When running on 2 or 3 GPU's everything works fine. When running on 4 GPU's however, during the first epoch:
Epoch step: 1 Loss 9.134843 Tokens per Sec: 161.252618
Traceback (most recent call last):
File "realworld.py", line 83, in <module>
MultiGPULossCompute(model.generator, criterion, devices=devices, opt=model_opt))
File "/export/home1/NoCsBack/hci/rubenc/transformer-v2/transformer/flow.py", line 53, in run_epoch
for i, batch in enumerate(data_iter):
File "realworld.py", line 82, in <genexpr>
run_epoch((rebatch(pad_idx, b) for b in train_iter), model_par,
File "/export/home1/NoCsBack/hci/rubenc/miniconda3/envs/transfenv/lib/python3.7/site-packages/torchtext/data/iterator.py", line 141, in __iter__
self.init_epoch()
File "/export/home1/NoCsBack/hci/rubenc/miniconda3/envs/transfenv/lib/python3.7/site-packages/torchtext/data/iterator.py", line 117, in init_epoch
self.create_batches()
File "/export/home1/NoCsBack/hci/rubenc/transformer-v2/transformer/my_iterator.py", line 18, in create_batches
from realworld import dividable_size
File "/export/home1/NoCsBack/hci/rubenc/transformer-v2/realworld.py", line 83, in <module>
MultiGPULossCompute(model.generator, criterion, devices=devices, opt=model_opt))
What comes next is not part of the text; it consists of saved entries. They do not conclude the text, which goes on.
//! Cartage prelude.
//!
//! Convenience exports for common library consumers.

pub use crate::{
    cart::{Cart, CartError},
    catalog::{CatalogItem, Inventory, InventoryError},
    coupons::Coupon,
    discounts::Reductions,
    fixtures::{Fixture, FixtureError},
    items::{CartLineItem, Identified},
    pricing::Totals,
    receipt::{Receipt, ReceiptError},
    session::CartSession,
    store::{CartStore, JsonFileCartStore, MemoryCartStore, StoreError},
    validate::ValidationError,
};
File "/export/home1/NoCsBack/hci/rubenc/transformer-v2/transformer/flow.py", line 55, in run_epoch
loss = loss_compute(out, batch.trg_y, batch.ntokens)
File "/export/home1/NoCsBack/hci/rubenc/transformer-v2/transformer/multi_gpu_loss_compute.py", line 35, in __call__
gen = nn.parallel.parallel_apply(generator, out_column)
File "/export/home1/NoCsBack/hci/rubenc/miniconda3/envs/transfenv/lib/python3.7/site-packages/torch/nn/parallel/parallel_apply.py", line 37, in parallel_apply
assert len(modules) == len(inputs)
AssertionError
When running on 2 or 3 GPU's everything works fine. When running on 4 GPU's however, during the first epoch:
I suspect this has something to do with https://github.com/pytorch/pytorch/issues/5587 or https://github.com/pytorch/pytorch/issues/11793. Any tips?